* **RECORD EXCERPTS**:
━━━━━━━━━━━━━━━━━━━━

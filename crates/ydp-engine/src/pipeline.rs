//! Pipeline wiring
//!
//! Builds the scheduler, dispatcher and transformer runner over one merge
//! store and one ecosystem, and drives them from cron loops.

use chrono::Utc;
use std::sync::Arc;
use tokio::sync::watch;
use tokio::task::JoinHandle;
use tracing::{error, info};

use ydp_common::model::Ecosystem;

use crate::config::{SchedulerConfig, TimeoutConfig};
use crate::connector::SourceConnector;
use crate::error::{PipelineError, Result};
use crate::merge::{MergeEngine, MergeStore};
use crate::replication::{ReplicateOutcome, ReplicationDispatcher, TargetProvider};
use crate::router::DatasetRouter;
use crate::scheduler::{run_cron, FireOutcome, IngestionScheduler};
use crate::transformer::{TransformOutcome, TransformerRegistry, TransformerRunner};

pub struct Pipeline {
    ecosystem: Arc<Ecosystem>,
    router: Arc<DatasetRouter>,
    store: Arc<dyn MergeStore>,
    scheduler: IngestionScheduler,
    dispatcher: ReplicationDispatcher,
    runner: TransformerRunner,
}

pub struct PipelineBuilder {
    ecosystem: Arc<Ecosystem>,
    store: Arc<dyn MergeStore>,
    connector: Option<Arc<dyn SourceConnector>>,
    targets: Option<Arc<dyn TargetProvider>>,
    registry: TransformerRegistry,
    timeouts: TimeoutConfig,
}

impl PipelineBuilder {
    pub fn connector(mut self, connector: Arc<dyn SourceConnector>) -> Self {
        self.connector = Some(connector);
        self
    }

    pub fn targets(mut self, targets: Arc<dyn TargetProvider>) -> Self {
        self.targets = Some(targets);
        self
    }

    pub fn registry(mut self, registry: TransformerRegistry) -> Self {
        self.registry = registry;
        self
    }

    pub fn timeouts(mut self, timeouts: TimeoutConfig) -> Self {
        self.timeouts = timeouts;
        self
    }

    pub fn build(self) -> Result<Pipeline> {
        let connector = self
            .connector
            .ok_or_else(|| PipelineError::Config("pipeline needs a source connector".to_string()))?;
        let targets = self
            .targets
            .ok_or_else(|| PipelineError::Config("pipeline needs a target provider".to_string()))?;

        let router = Arc::new(DatasetRouter::new(self.ecosystem.clone()));
        let engine = MergeEngine::new(self.store.clone(), self.timeouts.merge());

        Ok(Pipeline {
            scheduler: IngestionScheduler::new(
                self.ecosystem.clone(),
                connector,
                engine.clone(),
                self.timeouts.capture(),
            ),
            dispatcher: ReplicationDispatcher::new(
                router.clone(),
                self.store.clone(),
                targets.clone(),
                self.timeouts.replication(),
            ),
            runner: TransformerRunner::new(
                router.clone(),
                engine,
                targets,
                Arc::new(self.registry),
                self.timeouts.transformer(),
            ),
            ecosystem: self.ecosystem,
            router,
            store: self.store,
        })
    }
}

impl Pipeline {
    pub fn builder(ecosystem: Arc<Ecosystem>, store: Arc<dyn MergeStore>) -> PipelineBuilder {
        PipelineBuilder {
            ecosystem,
            store,
            connector: None,
            targets: None,
            registry: TransformerRegistry::new(),
            timeouts: TimeoutConfig::default(),
        }
    }

    pub fn ecosystem(&self) -> &Arc<Ecosystem> {
        &self.ecosystem
    }

    pub fn router(&self) -> &Arc<DatasetRouter> {
        &self.router
    }

    pub fn store(&self) -> &Arc<dyn MergeStore> {
        &self.store
    }

    pub fn scheduler(&self) -> &IngestionScheduler {
        &self.scheduler
    }

    /// Every configuration problem that must be fixed before data moves
    pub fn validate(&self) -> Vec<PipelineError> {
        let mut problems = Vec::new();
        if let Err(e) = self.ecosystem.lint() {
            problems.push(PipelineError::Model(e));
        }
        problems.extend(self.router.validate_all());
        problems
    }

    pub async fn fire(&self, datastore: &str) -> Result<FireOutcome> {
        self.scheduler.fire(datastore, Utc::now()).await
    }

    pub async fn replicate(&self, group: &str) -> Result<ReplicateOutcome> {
        self.dispatcher.replicate(group).await
    }

    pub async fn transform(&self, workspace: &str) -> Result<TransformOutcome> {
        self.runner.run(workspace).await
    }

    /// Spawn one cron loop per captured datastore, replica group and
    /// transformer, as enabled. Loops end when `shutdown` flips to `true`.
    pub fn start(self: &Arc<Self>, enabled: SchedulerConfig, shutdown: watch::Receiver<bool>) -> Vec<JoinHandle<()>> {
        let mut loops = Vec::new();

        if enabled.ingestion_enabled {
            for store in self.ecosystem.datastores() {
                let Some(capture) = &store.capture else {
                    continue;
                };
                let pipeline = self.clone();
                let name = store.name.clone();
                loops.push(tokio::spawn(run_cron(
                    name.clone(),
                    capture.trigger.clone(),
                    shutdown.clone(),
                    move |at| {
                        let pipeline = pipeline.clone();
                        let name = name.clone();
                        async move {
                            if let Err(e) = pipeline.scheduler.fire(&name, at).await {
                                error!(datastore = %name, kind = e.kind(), error = %e, "Firing failed");
                            }
                        }
                    },
                )));
            }
        }

        if enabled.replication_enabled {
            for group in &self.ecosystem.psp().consumer_replica_groups {
                let pipeline = self.clone();
                let name = group.name.clone();
                loops.push(tokio::spawn(run_cron(
                    name.clone(),
                    group.trigger.clone(),
                    shutdown.clone(),
                    move |_| {
                        let pipeline = pipeline.clone();
                        let name = name.clone();
                        async move {
                            if let Err(e) = pipeline.dispatcher.replicate(&name).await {
                                error!(group = %name, kind = e.kind(), error = %e, "Replication failed");
                            }
                        }
                    },
                )));
            }
        }

        if enabled.transformers_enabled {
            for workspace in self.ecosystem.workspaces() {
                let Some(job) = &workspace.transformer else {
                    continue;
                };
                let pipeline = self.clone();
                let name = workspace.name.clone();
                loops.push(tokio::spawn(run_cron(
                    job.name.clone(),
                    job.trigger.clone(),
                    shutdown.clone(),
                    move |_| {
                        let pipeline = pipeline.clone();
                        let name = name.clone();
                        async move {
                            if let Err(e) = pipeline.runner.run(&name).await {
                                error!(workspace = %name, kind = e.kind(), error = %e, "Transformer failed");
                            }
                        }
                    },
                )));
            }
        }

        info!(loops = loops.len(), "Pipeline started");
        loops
    }
}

━━━━━━━━━━━━━━━━━━━━

* **WORK TO BE COMPLETED**:
In the lines above, find the word "TargetProvider" and copy every line it occurs in.

* **ANSWER SPACE**:
use crate::replication::{ReplicateOutcome, ReplicationDispatcher, TargetProvider};
    targets: Option<Arc<dyn TargetProvider>>,
    pub fn targets(mut self, targets: Arc<dyn TargetProvider>) -> Self {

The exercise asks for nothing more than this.